Contrary to the dissent’s assertion that the majority would deem this interval a sufficient "cooling off’ period "as a matter of law”, we find only that the record does not contain a sufficient basis to support a claim that defendant’s capacity was "diminished by mental trauma” and that his actions were "caused by a mental infirmity not arising to the level of insanity”. (People v Patterson, supra, at 302, 303.) Although it is plausible that defendant may have been angry, and this emotion "might sometimes serve as the 'reasonable explanation’ for the presence of 'extreme emotional disturbance’ [it is] not equivalent to the loss of self-control generally associated with that defense, and * * * not necessarily indicative of the 'mental infirmity’ ” necessary to establish the defense. (People v Walker, 64 NY2d 741, 743; People v Reeves, 163 AD2d 590.)

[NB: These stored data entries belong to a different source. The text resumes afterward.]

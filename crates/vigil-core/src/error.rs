//! Fatal pipeline conditions.
//!
//! Recoverable outcomes (command timeouts, spawn failures, remote generation
//! misses, unparsable sources) are values, not errors. Everything here aborts
//! the run once it reaches the orchestrator's top-level handler.

use thiserror::Error;

#[derive(Debug, Error)]
pub enum PipelineError {
    #[error("Clone failed (exit code {exit_code})")]
    CloneFailed { exit_code: i32 },

    #[error("Failed to create the test environment")]
    EnvironmentUnavailable,

    #[error("Refusing to write outside the workspace: {path}")]
    UnsafePath { path: String },
}
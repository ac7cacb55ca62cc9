use async_trait::async_trait;
use serde::{Deserialize, Serialize};
use tracing::{info, warn};
use vigil_core::agent::RemoteGenerator;

/// Calls a hosted text-generation endpoint (Hugging Face Inference API
/// shape): `POST {"inputs": prompt}` with a bearer key.
///
/// Every failure is soft. Timeouts, transport errors, non-2xx statuses and
/// empty bodies all come back as `None` so the caller can fall back.
pub struct HttpGenerator {
    pub url: String,
    api_key: String,
    pub timeout_secs: u64,
}

impl HttpGenerator {
    pub fn new(url: impl Into<String>, api_key: impl Into<String>) -> Self {
        Self {
            url: url.into(),
            api_key: api_key.into(),
            timeout_secs: 120,
        }
    }

    pub fn with_timeout(mut self, secs: u64) -> Self {
        self.timeout_secs = secs;
        self
    }
}

#[derive(Serialize)]
struct GenerationRequest<'a> {
    inputs: &'a str,
}

#[derive(Deserialize)]
struct Generation {
    generated_text: String,
}

#[derive(Deserialize)]
#[serde(untagged)]
enum GenerationResponse {
    Batch(Vec<Generation>),
    Single(Generation),
}

/// Pull the generated text out of a response body: `[{"generated_text"}]`,
/// `{"generated_text"}`, or the body itself when it is not one of those.
pub fn extract_generated_text(body: &str) -> String {
    match serde_json::from_str::<GenerationResponse>(body) {
        Ok(GenerationResponse::Batch(items)) => items
            .into_iter()
            .next()
            .map(|g| g.generated_text)
            .unwrap_or_default(),
        Ok(GenerationResponse::Single(g)) => g.generated_text,
        Err(_) => body.to_string(),
    }
}

#[async_trait]
impl RemoteGenerator for HttpGenerator {
    async fn generate(&self, prompt: &str) -> Option<String> {
        let client = match reqwest::Client::builder()
            .timeout(std::time::Duration::from_secs(self.timeout_secs))
            .build()
        {
            Ok(c) => c,
            Err(e) => {
                warn!("failed to build http client: {e}");
                return None;
            }
        };

        let response = match client
            .post(&self.url)
            .bearer_auth(&self.api_key)
            .json(&GenerationRequest { inputs: prompt })
            .send()
            .await
        {
            Ok(r) => r,
            Err(e) if e.is_timeout() => {
                warn!(timeout_secs = self.timeout_secs, "generation request timed out");
                return None;
            }
            Err(e) => {
                warn!("generation request failed: {e}");
                return None;
            }
        };

        let status = response.status();
        if !status.is_success() {
            let body = response.text().await.unwrap_or_default();
            warn!(status = %status, "generation endpoint returned non-200: {}", body.chars().take(200).collect::<String>());
            return None;
        }

        let body = match response.text().await {
            Ok(b) => b,
            Err(e) => {
                warn!("failed to read generation response: {e}");
                return None;
            }
        };
        let text = extract_generated_text(&body);
        if text.trim().is_empty() {
            warn!("generation endpoint returned empty text");
            return None;
        }
        info!(output_len = text.len(), "generation response received");
        Some(text)
    }
}
use std::collections::HashMap;

use anyhow::Result;

use crate::exec::CommandSpec;

/// Full worker configuration.
/// Sensitive fields (tokens, API keys) come from env/.env only and are never logged.
#[derive(Debug, Clone)]
pub struct Config {
    // Workspaces
    pub workspace_root: String,
    pub data_dir: String,
    /// Leave workspaces on disk after the run for debugging.
    pub keep_workspaces: bool,

    // Version control
    pub git_base_url: String,
    pub github_token: String,
    pub github_api_url: String,
    /// Shared secret for `X-Hub-Signature-256`; empty disables verification.
    pub webhook_secret: String,
    /// Remote ref holding a change head; `{number}` is substituted.
    pub change_ref_template: String,

    // Test environment
    pub python_bin: String,
    pub test_packages: Vec<String>,
    pub analyzers: Vec<CommandSpec>,

    // Timeouts (seconds)
    pub clone_timeout_s: u64,
    pub analysis_timeout_s: u64,
    pub venv_timeout_s: u64,
    pub install_timeout_s: u64,
    pub toolchain_timeout_s: u64,
    pub test_timeout_s: u64,

    // Remote test generation
    pub gen_api_url: String,
    pub gen_api_key: String,
    pub gen_timeout_s: u64,
    pub prompt_max_chars: usize,

    // Sandbox
    /// "none" (default), "auto", "bwrap" or "docker".
    pub sandbox_backend: String,
    pub container_image: String,
}

const DEFAULT_ANALYZERS: &str = "bandit -r -q .|flake8 .|semgrep scan --quiet --error --config p/ci";
const DEFAULT_TEST_PACKAGES: &str = "pytest pytest-cov hypothesis";

impl Default for Config {
    fn default() -> Self {
        Self {
            workspace_root: "workspaces".into(),
            data_dir: "store".into(),
            keep_workspaces: false,
            git_base_url: "https://github.com".into(),
            github_token: String::new(),
            github_api_url: "https://api.github.com".into(),
            webhook_secret: String::new(),
            change_ref_template: "pull/{number}/head".into(),
            python_bin: "python3".into(),
            test_packages: split_words(DEFAULT_TEST_PACKAGES),
            analyzers: parse_analyzers(DEFAULT_ANALYZERS),
            clone_timeout_s: 600,
            analysis_timeout_s: 600,
            venv_timeout_s: 300,
            install_timeout_s: 1200,
            toolchain_timeout_s: 600,
            test_timeout_s: 1800,
            gen_api_url: String::new(),
            gen_api_key: String::new(),
            gen_timeout_s: 120,
            prompt_max_chars: 8000,
            sandbox_backend: "none".into(),
            container_image: "python:3.12-slim".into(),
        }
    }
}

fn parse_dotenv() -> HashMap<String, String> {
    let mut map = HashMap::new();
    let Ok(contents) = std::fs::read_to_string(".env") else {
        return map;
    };
    for line in contents.lines() {
        let line = line.trim();
        if line.is_empty() || line.starts_with('#') {
            continue;
        }
        if let Some((k, v)) = line.split_once('=') {
            map.insert(k.trim().to_string(), v.trim().to_string());
        }
    }
    map
}

fn get(key: &str, dotenv: &HashMap<String, String>) -> Option<String> {
    std::env::var(key).ok().or_else(|| dotenv.get(key).cloned())
}

fn get_str(key: &str, dotenv: &HashMap<String, String>, default: &str) -> String {
    get(key, dotenv).unwrap_or_else(|| default.to_string())
}

fn get_bool(key: &str, dotenv: &HashMap<String, String>, default: bool) -> bool {
    match get(key, dotenv).as_deref() {
        Some("true") | Some("1") => true,
        Some("false") | Some("0") => false,
        Some(_) => default,
        None => default,
    }
}

fn get_u64(key: &str, dotenv: &HashMap<String, String>, default: u64) -> u64 {
    get(key, dotenv)
        .and_then(|v| v.parse().ok())
        .unwrap_or(default)
}

fn get_usize(key: &str, dotenv: &HashMap<String, String>, default: usize) -> usize {
    get(key, dotenv)
        .and_then(|v| v.parse().ok())
        .unwrap_or(default)
}

fn resolve_tilde(path: &str) -> String {
    if path.starts_with("~/") {
        if let Ok(home) = std::env::var("HOME") {
            return format!("{}/{}", home, path.strip_prefix("~/").unwrap_or(path));
        }
    }
    path.to_string()
}

fn split_words(raw: &str) -> Vec<String> {
    raw.split_whitespace().map(str::to_string).collect()
}

/// Parse `|`-separated analyzer command lines into argument vectors.
/// Empty entries are skipped.
pub fn parse_analyzers(raw: &str) -> Vec<CommandSpec> {
    raw.split('|')
        .filter_map(|entry| {
            let mut words = entry.split_whitespace();
            let program = words.next()?;
            Some(CommandSpec::new(program).args(words))
        })
        .collect()
}

impl Config {
    pub fn from_env() -> Result<Self> {
        let dotenv = parse_dotenv();
        let d = Config::default();

        let analyzers_raw = get_str("ANALYZERS", &dotenv, DEFAULT_ANALYZERS);
        let packages_raw = get_str("TEST_PACKAGES", &dotenv, DEFAULT_TEST_PACKAGES);

        Ok(Config {
            workspace_root: resolve_tilde(&get_str("WORKSPACE_ROOT", &dotenv, &d.workspace_root)),
            data_dir: resolve_tilde(&get_str("DATA_DIR", &dotenv, &d.data_dir)),
            keep_workspaces: get_bool("KEEP_WORKSPACES", &dotenv, d.keep_workspaces),
            git_base_url: get_str("GIT_BASE_URL", &dotenv, &d.git_base_url),
            github_token: get_str("GITHUB_TOKEN", &dotenv, ""),
            github_api_url: get_str("GITHUB_API_URL", &dotenv, &d.github_api_url),
            webhook_secret: get_str("GITHUB_WEBHOOK_SECRET", &dotenv, ""),
            change_ref_template: get_str("CHANGE_REF_TEMPLATE", &dotenv, &d.change_ref_template),
            python_bin: get_str("PYTHON_BIN", &dotenv, &d.python_bin),
            test_packages: split_words(&packages_raw),
            analyzers: parse_analyzers(&analyzers_raw),
            clone_timeout_s: get_u64("CLONE_TIMEOUT_S", &dotenv, d.clone_timeout_s),
            analysis_timeout_s: get_u64("ANALYSIS_TIMEOUT_S", &dotenv, d.analysis_timeout_s),
            venv_timeout_s: get_u64("VENV_TIMEOUT_S", &dotenv, d.venv_timeout_s),
            install_timeout_s: get_u64("INSTALL_TIMEOUT_S", &dotenv, d.install_timeout_s),
            toolchain_timeout_s: get_u64("TOOLCHAIN_TIMEOUT_S", &dotenv, d.toolchain_timeout_s),
            test_timeout_s: get_u64("TEST_TIMEOUT_S", &dotenv, d.test_timeout_s),
            gen_api_url: get_str("HF_INFERENCE_API_URL", &dotenv, ""),
            gen_api_key: get_str("HF_API_KEY", &dotenv, ""),
            gen_timeout_s: get_u64("GEN_TIMEOUT_S", &dotenv, d.gen_timeout_s),
            prompt_max_chars: get_usize("PROMPT_MAX_CHARS", &dotenv, d.prompt_max_chars),
            sandbox_backend: get_str("SANDBOX_BACKEND", &dotenv, &d.sandbox_backend),
            container_image: get_str("CONTAINER_IMAGE", &dotenv, &d.container_image),
        })
    }

    /// HTTPS clone URL for a repository identifier, without credentials.
    pub fn repo_url(&self, repo: &str) -> String {
        format!("{}/{}.git", self.git_base_url.trim_end_matches('/'), repo)
    }

    /// Remote ref for a change number.
    pub fn change_ref(&self, number: u64) -> String {
        self.change_ref_template
            .replace("{number}", &number.to_string())
    }

    pub fn remote_generation_enabled(&self) -> bool {
        !self.gen_api_url.is_empty() && !self.gen_api_key.is_empty()
    }
}

#[cfg(test)]
mod tests {
    use super::*;

    #[test]
    fn default_analyzers_are_split_into_argv() {
        let config = Config::default();
        assert_eq!(config.analyzers.len(), 3);
        assert_eq!(config.analyzers[0].program, "bandit");
        assert_eq!(config.analyzers[0].args, vec!["-r", "-q", "."]);
        assert_eq!(config.analyzers[2].program, "semgrep");
        assert_eq!(config.analyzers[2].args.last().map(String::as_str), Some("p/ci"));
    }

    #[test]
    fn parse_analyzers_skips_blank_entries() {
        let specs = parse_analyzers(" ruff check . || mypy . |");
        assert_eq!(specs.len(), 2);
        assert_eq!(specs[0].program, "ruff");
        assert_eq!(specs[1].program, "mypy");
    }

    #[test]
    fn parse_analyzers_empty_string_disables_analysis() {
        assert!(parse_analyzers("").is_empty());
    }

    #[test]
    fn change_ref_substitutes_number() {
        let config = Config::default();
        assert_eq!(config.change_ref(17), "pull/17/head");

        let gerrit = Config {
            change_ref_template: "refs/changes/{number}/head".into(),
            ..Config::default()
        };
        assert_eq!(gerrit.change_ref(5), "refs/changes/5/head");
    }

    #[test]
    fn repo_url_trims_trailing_slash() {
        let config = Config {
            git_base_url: "https://git.example.com/".into(),
            ..Config::default()
        };
        assert_eq!(config.repo_url("org/repo"), "https://git.example.com/org/repo.git");
    }

    #[test]
    fn remote_generation_needs_url_and_key() {
        let mut config = Config::default();
        assert!(!config.remote_generation_enabled());
        config.gen_api_url = "https://example.com/model".into();
        assert!(!config.remote_generation_enabled());
        config.gen_api_key = "k".into();
        assert!(config.remote_generation_enabled());
    }

    #[test]
    fn default_test_packages_include_toolchain() {
        let config = Config::default();
        assert_eq!(config.test_packages, vec!["pytest", "pytest-cov", "hypothesis"]);
    }
}
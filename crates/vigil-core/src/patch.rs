use crate::types::{FailureRecord, PatchSuggestion};

/// Illustrative diff attached whenever a run has failures.
pub const CANNED_DIFF: &str = "\
diff --git a/example.py b/example.py
index 000000..111111 100644
--- a/example.py
+++ b/example.py
@@ -1,4 +1,4 @@
-def add(a,b):return a+b
+def add(a, b):
+    # fix: ensure ints
+    return int(a) + int(b)
";

pub const CANNED_RATIONALE: &str = "Auto-fix formatting/types (example)";

/// Exactly one suggestion when there is at least one failure, none otherwise.
pub fn suggest_patches(failures: &[FailureRecord]) -> Vec<PatchSuggestion> {
    if failures.is_empty() {
        return Vec::new();
    }
    vec![PatchSuggestion {
        diff: CANNED_DIFF.to_string(),
        rationale: CANNED_RATIONALE.to_string(),
        applied: false,
    }]
}
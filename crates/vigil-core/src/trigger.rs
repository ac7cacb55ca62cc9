//! Decoding of change-submission events (GitHub `pull_request` webhooks).

use anyhow::{Context, Result};
use hmac::{Hmac, Mac};
use serde::{Deserialize, Serialize};
use sha2::Sha256;

use crate::types::ChangeRef;

pub const PULL_REQUEST_EVENT: &str = "pull_request";

/// Actions that start a run: opened, updated, ready, reopened.
pub const RUN_ACTIONS: [&str; 4] = ["opened", "synchronize", "ready_for_review", "reopened"];

#[derive(Debug, Clone, PartialEq, Eq, Serialize, Deserialize)]
pub struct TriggerEvent {
    pub event: String,
    pub action: String,
    pub repo: String,
    pub number: u64,
    pub title: String,
    pub head_sha: String,
    pub head_ref: String,
}

#[derive(Deserialize)]
struct PullRequestPayload {
    action: String,
    number: u64,
    repository: RepositoryPayload,
    pull_request: PullRequestBody,
}

#[derive(Deserialize)]
struct RepositoryPayload {
    full_name: String,
}

#[derive(Deserialize)]
struct PullRequestBody {
    #[serde(default)]
    title: String,
    head: HeadPayload,
}

#[derive(Deserialize)]
struct HeadPayload {
    sha: String,
    #[serde(rename = "ref")]
    ref_name: String,
}

impl TriggerEvent {
    /// Decode a webhook body. Returns `None` for event kinds other than
    /// `pull_request`; a `pull_request` body missing required fields is an
    /// error.
    pub fn from_github(event: &str, payload: &serde_json::Value) -> Result<Option<Self>> {
        if event != PULL_REQUEST_EVENT {
            return Ok(None);
        }
        let body = PullRequestPayload::deserialize(payload)
            .context("malformed pull_request payload")?;
        Ok(Some(Self {
            event: event.to_string(),
            action: body.action,
            repo: body.repository.full_name,
            number: body.number,
            title: body.pull_request.title,
            head_sha: body.pull_request.head.sha,
            head_ref: body.pull_request.head.ref_name,
        }))
    }

    pub fn starts_run(&self) -> bool {
        self.event == PULL_REQUEST_EVENT && RUN_ACTIONS.contains(&self.action.as_str())
    }

    pub fn change(&self) -> ChangeRef {
        ChangeRef {
            repo: self.repo.clone(),
            number: self.number,
            head_sha: self.head_sha.clone(),
            head_ref: self.head_ref.clone(),
            title: self.title.clone(),
        }
    }
}

/// Check an `X-Hub-Signature-256` header (`sha256=<hex>`) against the body.
/// An empty secret disables verification.
pub fn verify_signature(secret: &str, payload: &[u8], header: &str) -> bool {
    if secret.is_empty() {
        return true;
    }
    let Some(expected) = header
        .strip_prefix("sha256=")
        .and_then(|h| hex::decode(h).ok())
    else {
        return false;
    };
    let Ok(mut mac) = Hmac::<Sha256>::new_from_slice(secret.as_bytes()) else {
        return false;
    };
    mac.update(payload);
    mac.verify_slice(&expected).is_ok()
}

#[cfg(test)]
mod tests {
    use super::*;
    use serde_json::json;

    fn payload(action: &str) -> serde_json::Value {
        json!({
            "action": action,
            "number": 42,
            "repository": { "full_name": "org/repo", "default_branch": "main" },
            "pull_request": {
                "title": "Add parser",
                "head": { "sha": "abc123", "ref": "feature/parser" }
            }
        })
    }

    #[test]
    fn decodes_pull_request_payload() {
        let ev = TriggerEvent::from_github("pull_request", &payload("opened"))
            .unwrap()
            .unwrap();
        assert_eq!(ev.repo, "org/repo");
        assert_eq!(ev.number, 42);
        assert_eq!(ev.head_sha, "abc123");
        assert_eq!(ev.head_ref, "feature/parser");
        assert!(ev.starts_run());

        let change = ev.change();
        assert_eq!(change.to_string(), "org/repo#42");
        assert_eq!(change.title, "Add parser");
    }

    #[test]
    fn only_run_actions_start_a_run() {
        for action in RUN_ACTIONS {
            let ev = TriggerEvent::from_github("pull_request", &payload(action)).unwrap().unwrap();
            assert!(ev.starts_run(), "{action}");
        }
        for action in ["closed", "labeled", "edited"] {
            let ev = TriggerEvent::from_github("pull_request", &payload(action)).unwrap().unwrap();
            assert!(!ev.starts_run(), "{action}");
        }
    }

    #[test]
    fn other_events_are_ignored() {
        assert!(TriggerEvent::from_github("push", &json!({})).unwrap().is_none());
    }

    #[test]
    fn missing_fields_are_an_error() {
        let err = TriggerEvent::from_github("pull_request", &json!({ "action": "opened" }));
        assert!(err.is_err());
    }

    #[test]
    fn signature_round_trip() {
        let body = br#"{"action":"opened"}"#;
        let mut mac = Hmac::<Sha256>::new_from_slice(b"s3cret").unwrap();
        mac.update(body);
        let header = format!("sha256={}", hex::encode(mac.finalize().into_bytes()));

        assert!(verify_signature("s3cret", body, &header));
        assert!(!verify_signature("other", body, &header));
        assert!(!verify_signature("s3cret", b"tampered", &header));
        assert!(!verify_signature("s3cret", body, "sha1=deadbeef"));
        assert!(verify_signature("", body, ""));
    }
}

In short, while defendant’s denial that he killed his wife would not, of itself, foreclose application of the affirmative defense of extreme emotional disturbance, it served to deprive him of an opportunity to present evidence that he acted in such an emotional state, and resulted in a record which, absent speculation, is devoid of any basis for this affirmative defense. The evidence adduced by the People to establish his motive and intent—integral components of every criminal prosecution—did not supply defendant with this critical proof.

Accordingly, the judgment, Supreme Court, New York County (Harold Rothwax, J.), rendered July 27, 1987, convicting defendant, after a jury trial, of murder in the second degree (Penal Law § 125.25 [1]), and sentencing him to an indeterminate term of imprisonment of from 15 years to life, should be affirmed.